Matthew Carter appeals after a jury convicted him of possessing child pornography and the district court sentenced him to 180 months in prison. His counsel has moved for leave to withdraw, and has filed a brief under Anders v. California, 386 U.S. 738 (1967), challenging his sentence. Carter has filed a pro se brief challenging his conviction.
The Honorable Karen E. Schreier, United States District Judge for the District of South Dakota.

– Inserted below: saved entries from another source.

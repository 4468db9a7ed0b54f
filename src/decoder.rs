// Command decoder
// Turns the `#X ...` debug lines printed by the motes into typed events

use thiserror::Error;

use crate::events::{Event, PacketPhase};

#[derive(Debug, Clone, PartialEq, Eq, Error)]
pub enum DecodeError {
    #[error("not a command line")]
    NotACommand,
    #[error("unknown command {0}")]
    UnknownCommand(String),
    #[error("command {command} expects {expected} arguments, got {got}")]
    MissingArgument {
        command: &'static str,
        expected: usize,
        got: usize,
    },
    #[error("invalid number {value:?} in command {command}")]
    InvalidNumber { command: &'static str, value: String },
}

/// Decode one line of serial output.
///
/// `now` is the local-clock timestamp (ms) attached to packet events; the motes themselves do
/// not print one. Extra trailing tokens are ignored.
pub fn decode_line(line: &str, now: f64) -> Result<Event, DecodeError> {
    let line = line.trim_end_matches(['\r', '\n']);
    if !line.starts_with('#') {
        return Err(DecodeError::NotACommand);
    }

    let tokens: Vec<&str> = line.split(' ').filter(|t| !t.is_empty()).collect();
    let head = tokens.first().copied().unwrap_or("#");
    let args = &tokens[1..];

    match head {
        "#H" => {
            let a = Args::new("H", args, 1)?;
            Ok(Event::Highlight { id: a.num(0)? })
        }
        "#L" => {
            let a = Args::new("L", args, 2)?;
            Ok(Event::LinkHop { src: a.num(0)?, dst: a.num(1)? })
        }
        "#R" => {
            let a = Args::new("R", args, 2)?;
            Ok(Event::Rank { id: a.num(0)?, rank: a.num(1)? })
        }
        "#N" => {
            let a = Args::new("N", args, 2)?;
            Ok(Event::Neighbor { id: a.num(0)?, neighbor_id: a.num(1)? })
        }
        "#P" => {
            // #P <from> <to> <mod 0|1> <seqNum>
            let a = Args::new("P", args, 4)?;
            let phase = if a.num::<u32>(2)? != 0 {
                PacketPhase::Received
            } else {
                PacketPhase::Sent
            };
            Ok(Event::Packet {
                from: a.num(0)?,
                to: a.num(1)?,
                seq_num: a.num(3)?,
                phase,
                timestamp: now,
            })
        }
        "#DR" => {
            let a = Args::new("DR", args, 4)?;
            Ok(Event::DeliveryReport {
                id: a.num(0)?,
                from: a.num(1)?,
                received: a.num(2)?,
                expected: a.num(3)?,
            })
        }
        "#DC" => {
            let a = Args::new("DC", args, 3)?;
            Ok(Event::DutyCycle {
                id: a.num(0)?,
                on_ticks: a.num(1)?,
                total_ticks: a.num(2)?,
            })
        }
        other => Err(DecodeError::UnknownCommand(other.trim_start_matches('#').to_string())),
    }
}

struct Args<'a> {
    command: &'static str,
    tokens: &'a [&'a str],
}

impl<'a> Args<'a> {
    fn new(command: &'static str, tokens: &'a [&'a str], expected: usize) -> Result<Self, DecodeError> {
        if tokens.len() < expected {
            return Err(DecodeError::MissingArgument {
                command,
                expected,
                got: tokens.len(),
            });
        }
        Ok(Args { command, tokens })
    }

    fn num<T: std::str::FromStr>(&self, idx: usize) -> Result<T, DecodeError> {
        let raw = self.tokens[idx];
        raw.parse().map_err(|_| DecodeError::InvalidNumber {
            command: self.command,
            value: raw.to_string(),
        })
    }
}

#[cfg(test)]
mod tests {
    use super::*;

    #[test]
    fn test_decode_packet_sent_and_received() {
        let sent = decode_line("#P 2 1 0 7", 100.0).unwrap();
        assert_eq!(
            sent,
            Event::Packet { from: 2, to: 1, seq_num: 7, phase: PacketPhase::Sent, timestamp: 100.0 }
        );

        let rec = decode_line("#P 2 1 1 7\r\n", 145.0).unwrap();
        assert_eq!(
            rec,
            Event::Packet { from: 2, to: 1, seq_num: 7, phase: PacketPhase::Received, timestamp: 145.0 }
        );
    }

    #[test]
    fn test_decode_topology_commands() {
        assert_eq!(decode_line("#H 4", 0.0).unwrap(), Event::Highlight { id: 4 });
        assert_eq!(decode_line("#L 3 1", 0.0).unwrap(), Event::LinkHop { src: 3, dst: 1 });
        assert_eq!(decode_line("#R 3 512", 0.0).unwrap(), Event::Rank { id: 3, rank: 512 });
        assert_eq!(decode_line("#N 3 5", 0.0).unwrap(), Event::Neighbor { id: 3, neighbor_id: 5 });
    }

    #[test]
    fn test_decode_reports() {
        assert_eq!(
            decode_line("#DR 1 3 9 10", 0.0).unwrap(),
            Event::DeliveryReport { id: 1, from: 3, received: 9, expected: 10 }
        );
        assert_eq!(
            decode_line("#DC 3 120 4096", 0.0).unwrap(),
            Event::DutyCycle { id: 3, on_ticks: 120, total_ticks: 4096 }
        );
    }

    #[test]
    fn test_decode_errors() {
        assert_eq!(decode_line("booting contiki", 0.0), Err(DecodeError::NotACommand));
        assert_eq!(decode_line("#X 1", 0.0), Err(DecodeError::UnknownCommand("X".into())));
        assert!(matches!(
            decode_line("#L 3", 0.0),
            Err(DecodeError::MissingArgument { command: "L", expected: 2, got: 1 })
        ));
        assert!(matches!(
            decode_line("#H abc", 0.0),
            Err(DecodeError::InvalidNumber { command: "H", .. })
        ));
    }
}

Upon careful review, we conclude that the district court did not impose a substantively unreasonable sentence, as the court properly considered the factors listed in 18 U.S.C. § 3553(a) and did not err in weighing the relevant factors. See United States v. Feemster, 572 F.3d 455, 461-62 (8th Cir. 2009) (sentences are reviewed for substantive reasonableness under deferential abuse of discretion standard; abuse of discretion occurs when court fails to consider relevant factor, gives significant weight to improper or irrelevant factor, or commits clear error of judgment in weighing appropriate factors). Further, the court imposed a sentence below the Guidelines range. See United States v. McCauley, 715 F.3d 1119, 1127 (8th Cir. 2013) (noting that when district court has varied below Guidelines range, it is "nearly inconceivable" that court abused its discretion in not varying downward further).
As to the arguments in Carter's pro se brief, we conclude that there was sufficient evidence to support his conviction, see United States v. Timlick, 481 F.3d 1080, 1082 (8th Cir. 2007) (sufficiency of evidence to sustain conviction is reviewed de novo); United States v. Spears, 454 F.3d 830, 832 (8th Cir. 2006) (appellate court will reverse only if no reasonable jury could have found defendant guilty beyond reasonable doubt); and we decline to address his ineffective-assistance claim in this direct appeal, see United States v. Hernandez, 281 F.3d 746, 749 (8th Cir. 2002) (generally, ineffective-assistance claim is not cognizable on direct appeal).
We have also independently reviewed the record under Penson v. Ohio, 488 U.S. 75 (1988), and we find no non-frivolous issues for appeal. Accordingly, we affirm the judgment, and we grant counsel's motion to withdraw.